FDA Provides New Guidelines for Cleaning Duodenoscopes

October 2, 2015

Following the outbreak of infections related to a deadly superbug, the FDA has provided new guidelines to help healthcare facilities ensure their duodenoscopes are cleaned adequately.

Duodenoscopes gained intense media scrutiny after reports of antibiotic-resistant infections in Chicago, Pittsburgh, Seattle and Los Angeles. Earlier this year, the FDA revealed that between January 2013 and December 2014, it had received 75 reports involving about 135 patients suffering from carbapenem-resistant Enterobacteriaceae transmissions linked to these devices.

The FDA acknowledges that the duodenoscope’s unique design is useful for performing endoscopic retrograde cholangiopancreatography procedures. This utility has its drawbacks, however, as the device has small working parts, including a moveable elevator mechanism with tiny crevices. This elevator is particularly difficult to clean and disinfect properly, even if a healthcare professional adheres to a manufacturer’s instructions for use.

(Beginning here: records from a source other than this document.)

mod diesel_queries;

use std::fmt::Debug;

use diesel::result::{DatabaseErrorKind, Error as DieselError};
use diesel_async::pooled_connection::deadpool::{Object, Pool};
use diesel_async::pooled_connection::AsyncDieselConnectionManager;
use diesel_async::{AsyncPgConnection, RunQueryDsl};
use diesel_async_migrations::{embed_migrations, EmbeddedMigrations};
use tracing::info;

use crate::models::{Blog, BlogComment, BlogPost, Profile, User};
use crate::persistence::{EntityStore, Persistence, StoreError};

/// A PostgreSQL-backed [`Persistence`] implementation. It uses a connection
/// pool internally, so it's cheaply cloneable.
#[derive(Clone)]
pub struct Store {
    pool: Pool<AsyncPgConnection>,
}

impl Debug for Store {
    fn fmt(&self, f: &mut std::fmt::Formatter<'_>) -> std::fmt::Result {
        // It might contain sensitive data, so don't print it.
        f.debug_struct("Store").finish()
    }
}

impl Store {
    const MIGRATIONS: EmbeddedMigrations = embed_migrations!("migrations");

    /// Connects to the database and runs all pending migrations.
    pub async fn new(db_url: &str) -> anyhow::Result<Self> {
        info!("Initializing database connection pool");

        let manager = AsyncDieselConnectionManager::new(db_url);
        let pool = Pool::builder(manager).build()?;
        let store = Self { pool };

        store.run_migrations().await?;

        Ok(store)
    }

    async fn run_migrations(&self) -> anyhow::Result<()> {
        let mut conn = self.pool.get().await?;

        // Several API instances may start against the same database; only one
        // of them may run migrations at a time.
        diesel::sql_query("select pg_advisory_lock(1)")
            .execute(&mut conn)
            .await?;
        info!("Run database migrations");

        let res = Self::MIGRATIONS
            .run_pending_migrations(&mut conn)
            .await
            .map_err(|e| anyhow::anyhow!(e));

        diesel::sql_query("select pg_advisory_unlock(1)")
            .execute(&mut conn)
            .await?;

        res
    }

    pub async fn conn(&self) -> Result<Object<AsyncPgConnection>, StoreError> {
        self.pool
            .get()
            .await
            .map_err(|e| StoreError::Backend(e.into()))
    }
}

impl From<DieselError> for StoreError {
    fn from(err: DieselError) -> Self {
        match err {
            DieselError::DatabaseError(
                kind @ (DatabaseErrorKind::UniqueViolation
                | DatabaseErrorKind::ForeignKeyViolation
                | DatabaseErrorKind::NotNullViolation
                | DatabaseErrorKind::CheckViolation),
                info,
            ) => StoreError::Constraint(format!("{:?}: {}", kind, info.message())),
            err => StoreError::Backend(err.into()),
        }
    }
}

impl Persistence for Store {
    fn users(&self) -> &dyn EntityStore<User> {
        self
    }

    fn profiles(&self) -> &dyn EntityStore<Profile> {
        self
    }

    fn blogs(&self) -> &dyn EntityStore<Blog> {
        self
    }

    fn blog_posts(&self) -> &dyn EntityStore<BlogPost> {
        self
    }

    fn blog_comments(&self) -> &dyn EntityStore<BlogComment> {
        self
    }
}
//! Types shared between the GraphQL API and the persistence layer.
//!
//! Most of these are the input objects that GraphQL operations accept. The
//! store converts them into its own insert and changeset rows, so they live
//! in a crate that both sides can depend on.

pub mod inputs;

/// Identifiers are opaque strings assigned by the persistence layer.
pub type Id = String;
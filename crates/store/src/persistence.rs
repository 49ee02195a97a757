//! The persistence interface consumed by the GraphQL API.
//!
//! Storage engines implement [`EntityStore`] once per entity type and expose
//! them together through [`Persistence`]. The API never touches a connection
//! directly, so the PostgreSQL [`Store`](crate::Store) and the
//! [`InMemoryStore`](crate::InMemoryStore) are interchangeable.

use async_trait::async_trait;
use blogql_common_types::Id;

use crate::entity::Entity;
use crate::models::{Blog, BlogComment, BlogPost, Profile, User};

/// Equality filter on one of an entity's filterable columns.
#[derive(Debug, Clone, PartialEq, Eq)]
pub struct Filter<C> {
    pub column: C,
    pub value: Id,
}

impl<C> Filter<C> {
    pub fn eq(column: C, value: impl Into<Id>) -> Self {
        Self {
            column,
            value: value.into(),
        }
    }
}

#[derive(Debug, thiserror::Error)]
pub enum StoreError {
    #[error("{entity} with id {id:?} does not exist")]
    NotFound { entity: &'static str, id: Id },
    /// A uniqueness or referential constraint rejected the write.
    #[error("constraint violation: {0}")]
    Constraint(String),
    #[error(transparent)]
    Backend(#[from] anyhow::Error),
}

impl StoreError {
    pub fn not_found<E: Entity>(id: impl Into<Id>) -> Self {
        Self::NotFound {
            entity: E::SCHEMA.name,
            id: id.into(),
        }
    }
}

/// Storage operations for a single entity type.
#[async_trait]
pub trait EntityStore<E: Entity>: Send + Sync {
    async fn get_by_id(&self, id: &str) -> Result<Option<E>, StoreError>;

    /// Fetches every record whose id is in `ids`. Missing ids are skipped and
    /// the result order is unspecified. Stores that can do better than one
    /// lookup per id should override this.
    async fn get_many_by_ids(&self, ids: &[Id]) -> Result<Vec<E>, StoreError> {
        let mut found = Vec::with_capacity(ids.len());
        for id in ids {
            if let Some(record) = self.get_by_id(id).await? {
                found.push(record);
            }
        }
        Ok(found)
    }

    /// Returns all records matching `filter` (or all records, if there's no
    /// filter) in insertion order.
    async fn find_many(&self, filter: Option<Filter<E::Column>>) -> Result<Vec<E>, StoreError>;

    async fn create(&self, new: E::New) -> Result<E, StoreError>;

    /// Merges `changes` onto the stored record. Fails with
    /// [`StoreError::NotFound`] if there's no record with the given id.
    async fn update(&self, id: &str, changes: E::Changes) -> Result<E, StoreError>;
}

/// All entity stores of a storage engine.
pub trait Persistence: Send + Sync + 'static {
    fn users(&self) -> &dyn EntityStore<User>;
    fn profiles(&self) -> &dyn EntityStore<Profile>;
    fn blogs(&self) -> &dyn EntityStore<Blog>;
    fn blog_posts(&self) -> &dyn EntityStore<BlogPost>;
    fn blog_comments(&self) -> &dyn EntityStore<BlogComment>;
}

“Meticulous adherence to the manufacturer’s reprocessing instructions is labor-intensive and prone to human error,” according to the agency.

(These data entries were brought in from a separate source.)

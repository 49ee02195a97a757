//! The blogql GraphQL API: object types, queries and mutations over a
//! [`blogql_store::Persistence`] implementation, plus the configuration and
//! metrics shared with the `blogql` binary.

mod cli;
pub mod config;
pub mod errors;
pub mod graphql_api;
mod prometheus_metrics;

#[cfg(feature = "tests")]
pub mod test_utils;

pub use cli::CliOptions;
pub use prometheus_metrics::{metrics, PrometheusExporter, PrometheusMetrics};

pub const BLOGQL_VERSION: &str = env!("CARGO_PKG_VERSION");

To combat the threat of infection transmission, the FDA is recommending facilities adopt the following supplemental measures: microbiological culturing; ethylene oxide sterilization; use of a liquid chemical sterilant processing system; and repeat high-level disinfection.

“We recognize that not all healthcare facilities can implement one or more of these measures, which require specific resources, training, and expertise,” the FDA said. While this may be the case, it is still critical that those professionals in charge of reprocessing the devices have instructions for use at hand and remain proficient in performing all reprocessing steps.

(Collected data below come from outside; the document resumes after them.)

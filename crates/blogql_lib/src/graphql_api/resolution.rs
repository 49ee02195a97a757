//! Lookups behind the relational fields of the GraphQL object types.
//!
//! Every function here is read-only and independent of its siblings, so
//! async-graphql is free to run them concurrently.

use blogql_store::{Entity, EntityKey, Filter};
use tracing::trace;

use super::ApiSchemaContext;
use crate::errors::ApiError;

/// Resolves a to-one relation whose target id is stored on the parent. A
/// dangling id resolves to `None`.
pub async fn one_by_local_key<E: Entity>(
    ctx: &ApiSchemaContext,
    field: &str,
    id: &str,
) -> Result<Option<E>, ApiError> {
    trace!(field, id, batched = ctx.loader.is_some(), "Resolving relation");

    match &ctx.loader {
        Some(loader) => loader
            .load_one(EntityKey::<E>::new(id))
            .await
            .map_err(|err| ApiError::collaborator(field, err)),
        None => E::store(ctx.store.as_ref())
            .get_by_id(id)
            .await
            .map_err(|err| ApiError::collaborator(field, err)),
    }
}

/// Like [`one_by_local_key`], but for nullable keys. A `None` key resolves
/// to `None` without touching the store.
pub async fn one_by_optional_local_key<E: Entity>(
    ctx: &ApiSchemaContext,
    field: &str,
    id: Option<&str>,
) -> Result<Option<E>, ApiError> {
    match id {
        Some(id) => one_by_local_key(ctx, field, id).await,
        None => Ok(None),
    }
}

/// Resolves a to-one relation whose target stores the parent's id. More than
/// one match is an error, not an arbitrary pick.
pub async fn one_by_inverse_key<E: Entity>(
    ctx: &ApiSchemaContext,
    field: &str,
    column: E::Column,
    parent_id: &str,
) -> Result<Option<E>, ApiError> {
    let mut matches = many_by_inverse_key::<E>(ctx, field, column, parent_id).await?;

    match matches.len() {
        0 | 1 => Ok(matches.pop()),
        n => Err(ApiError::InvariantViolation(format!(
            "{}: expected at most one {} with {} {:?}, found {}",
            field,
            E::SCHEMA.name,
            column,
            parent_id,
            n
        ))),
    }
}

/// Resolves a to-many relation, in insertion order.
pub async fn many_by_inverse_key<E: Entity>(
    ctx: &ApiSchemaContext,
    field: &str,
    column: E::Column,
    parent_id: &str,
) -> Result<Vec<E>, ApiError> {
    trace!(field, %column, parent_id, "Resolving relation");

    E::store(ctx.store.as_ref())
        .find_many(Some(Filter::eq(column, parent_id)))
        .await
        .map_err(|err| ApiError::collaborator(field, err))
}
impl MemoryRecord for User {
    fn rows(tables: &Tables) -> &Vec<Self> {
        &tables.users
    }

    fn rows_mut(tables: &mut Tables) -> &mut Vec<Self> {
        &mut tables.users
    }

    fn from_new(id: Id, now: DateTime<Utc>, new: NewUser) -> Self {
        Self {
            id,
            created_at: now,
            updated_at: now,
            username: new.username,
            email: new.email,
        }
    }

    fn apply(&mut self, changes: UserChanges, now: DateTime<Utc>) {
        self.updated_at = now;
        if let Some(email) = changes.email {
            self.email = email;
        }
        if let Some(username) = changes.username {
            self.username = Some(username);
        }
    }

    fn check(&self, tables: &Tables) -> Result<(), StoreError> {
        unique(&tables.users, self, "email", &self.email, |u| {
            Some(u.email.as_str())
        })?;
        if let Some(username) = &self.username {
            unique(&tables.users, self, "username", username, |u| {
                u.username.as_deref()
            })?;
        }
        Ok(())
    }
}

impl MemoryRecord for Profile {
    fn rows(tables: &Tables) -> &Vec<Self> {
        &tables.profiles
    }

    fn rows_mut(tables: &mut Tables) -> &mut Vec<Self> {
        &mut tables.profiles
    }

    fn from_new(id: Id, now: DateTime<Utc>, new: NewProfile) -> Self {
        Self {
            id,
            created_at: now,
            updated_at: now,
            user_id: new.user_id,
            bio: new.bio,
        }
    }

    fn apply(&mut self, changes: ProfileChanges, now: DateTime<Utc>) {
        self.updated_at = now;
        if let Some(bio) = changes.bio {
            self.bio = bio;
        }
    }

    fn check(&self, tables: &Tables) -> Result<(), StoreError> {
        require(&tables.users, &self.user_id, "userId")?;
        unique(&tables.profiles, self, "userId", &self.user_id, |p| {
            Some(p.user_id.as_str())
        })
    }
}

impl MemoryRecord for Blog {
    fn rows(tables: &Tables) -> &Vec<Self> {
        &tables.blogs
    }

    fn rows_mut(tables: &mut Tables) -> &mut Vec<Self> {
        &mut tables.blogs
    }

    fn from_new(id: Id, now: DateTime<Utc>, new: NewBlog) -> Self {
        Self {
            id,
            created_at: now,
            updated_at: now,
            author_id: new.author_id,
            name: new.name,
            description: new.description,
        }
    }

    fn apply(&mut self, changes: BlogChanges, now: DateTime<Utc>) {
        self.updated_at = now;
        if let Some(name) = changes.name {
            self.name = name;
        }
        if let Some(description) = changes.description {
            self.description = description;
        }
    }

    fn check(&self, tables: &Tables) -> Result<(), StoreError> {
        require(&tables.users, &self.author_id, "authorId")
    }
}

impl MemoryRecord for BlogPost {
    fn rows(tables: &Tables) -> &Vec<Self> {
        &tables.blog_posts
    }

    fn rows_mut(tables: &mut Tables) -> &mut Vec<Self> {
        &mut tables.blog_posts
    }

    fn from_new(id: Id, now: DateTime<Utc>, new: NewBlogPost) -> Self {
        Self {
            id,
            created_at: now,
            updated_at: now,
            author_id: new.author_id,
            blog_id: new.blog_id,
            title: new.title,
            content: new.content,
            published: new.published,
        }
    }

    fn apply(&mut self, changes: BlogPostChanges, now: DateTime<Utc>) {
        self.updated_at = now;
        if let Some(title) = changes.title {
            self.title = title;
        }
        if let Some(content) = changes.content {
            self.content = content;
        }
        if let Some(published) = changes.published {
            self.published = published;
        }
    }

    fn check(&self, tables: &Tables) -> Result<(), StoreError> {
        require(&tables.users, &self.author_id, "authorId")?;
        require(&tables.blogs, &self.blog_id, "blogId")
    }
}
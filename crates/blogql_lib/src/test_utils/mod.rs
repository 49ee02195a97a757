//! Fixtures and helpers shared by unit and integration tests.

pub mod mocks;

use std::sync::Arc;

use async_graphql::{Request, Variables};
use blogql_store::models::{Blog, BlogComment, BlogPost, Profile, User};
use blogql_store::{InMemoryStore, Persistence};
use chrono::Utc;
use serde_json::Value;

use crate::config::GraphQlConfig;
use crate::graphql_api::{api_schema, ApiSchema, ApiSchemaContext};

/// An [`InMemoryStore`] with a small, well-known data set:
///
/// - users `u1` (ada) and `u2` (grace), `u1` with profile `pr1`;
/// - blog `b1` by `u1`, with posts `p1` (published) and `p2`;
/// - comment `c1` by `u2` on `p1`, and `c2` by `u1` replying to `c1`.
pub async fn seeded_store() -> InMemoryStore {
    let store = InMemoryStore::new();
    let now = Utc::now();

    for (id, email, username) in [
        ("u1", "ada@example.com", "ada"),
        ("u2", "grace@example.com", "grace"),
    ] {
        store
            .insert(User {
                id: id.to_string(),
                created_at: now,
                updated_at: now,
                username: Some(username.to_string()),
                email: email.to_string(),
            })
            .await
            .unwrap();
    }

    store
        .insert(Profile {
            id: "pr1".to_string(),
            created_at: now,
            updated_at: now,
            user_id: "u1".to_string(),
            bio: "Analyst".to_string(),
        })
        .await
        .unwrap();

    store
        .insert(Blog {
            id: "b1".to_string(),
            created_at: now,
            updated_at: now,
            author_id: "u1".to_string(),
            name: "Engine notes".to_string(),
            description: "Notes on the analytical engine".to_string(),
        })
        .await
        .unwrap();

    for (id, title, published) in [("p1", "Note G", true), ("p2", "Bernoulli numbers", false)] {
        store
            .insert(BlogPost {
                id: id.to_string(),
                created_at: now,
                updated_at: now,
                author_id: "u1".to_string(),
                blog_id: "b1".to_string(),
                title: title.to_string(),
                content: format!("{title}..."),
                published,
            })
            .await
            .unwrap();
    }

    for (id, author_id, parent_id) in [("c1", "u2", None), ("c2", "u1", Some("c1"))] {
        store
            .insert(BlogComment {
                id: id.to_string(),
                created_at: now,
                updated_at: now,
                author_id: author_id.to_string(),
                blog_post_id: "p1".to_string(),
                parent_id: parent_id.map(str::to_string),
                content: format!("comment {id}"),
            })
            .await
            .unwrap();
    }

    store
}

pub fn test_schema(store: Arc<dyn Persistence>, batch_relation_lookups: bool) -> ApiSchema {
    let config = GraphQlConfig {
        batch_relation_lookups,
        ..Default::default()
    };
    api_schema(ApiSchemaContext::new(store, &config), &config)
}

/// Runs `query` and returns the response's `data` as JSON, panicking on any
/// error.
pub async fn query_ok(schema: &ApiSchema, query: &str) -> Value {
    let response = schema.execute(Request::new(query)).await;
    assert!(
        response.errors.is_empty(),
        "unexpected errors: {:?}",
        response.errors
    );
    response.data.into_json().unwrap()
}

/// Like [`query_ok`], with JSON variables.
pub async fn query_vars_ok(schema: &ApiSchema, query: &str, variables: Value) -> Value {
    let request = Request::new(query).variables(Variables::from_json(variables));
    let response = schema.execute(request).await;
    assert!(
        response.errors.is_empty(),
        "unexpected errors: {:?}",
        response.errors
    );
    response.data.into_json().unwrap()
}

/// Runs `query` and returns `data` and `errors` as JSON, without asserting
/// anything about them.
pub async fn query(schema: &ApiSchema, query: &str) -> (Value, Vec<Value>) {
    let response = schema.execute(Request::new(query)).await;
    let errors = response
        .errors
        .iter()
        .map(|err| serde_json::to_value(err).unwrap())
        .collect();
    (response.data.into_json().unwrap(), errors)
}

In addition to the supplemental measures, the agency is urging healthcare facilities to adopt the following best practices:

  • Meticulously clean the elevator mechanism and recesses surrounding it by hand;
  • Implement a comprehensive quality control program for reprocessing duodenoscopes;
  • Review reprocessing recommendations from a consensus document from the American Society for Gastrointestinal Endoscopy and the Society for Healthcare Epidemiology of America.

The FDA notes that it is monitoring the situation and evaluating information from the healthcare community, adverse events reports and other sources. It also is partnering with The Joint Commission, the nation’s largest hospital accreditation body, and the Centers for Medicare & Medicaid Services to bolster hospitals’ adherence to duodenoscope cleaning instructions. In addition, the agency says it is working with industry as it modifies and validates instructions for cleaning duodenoscopes.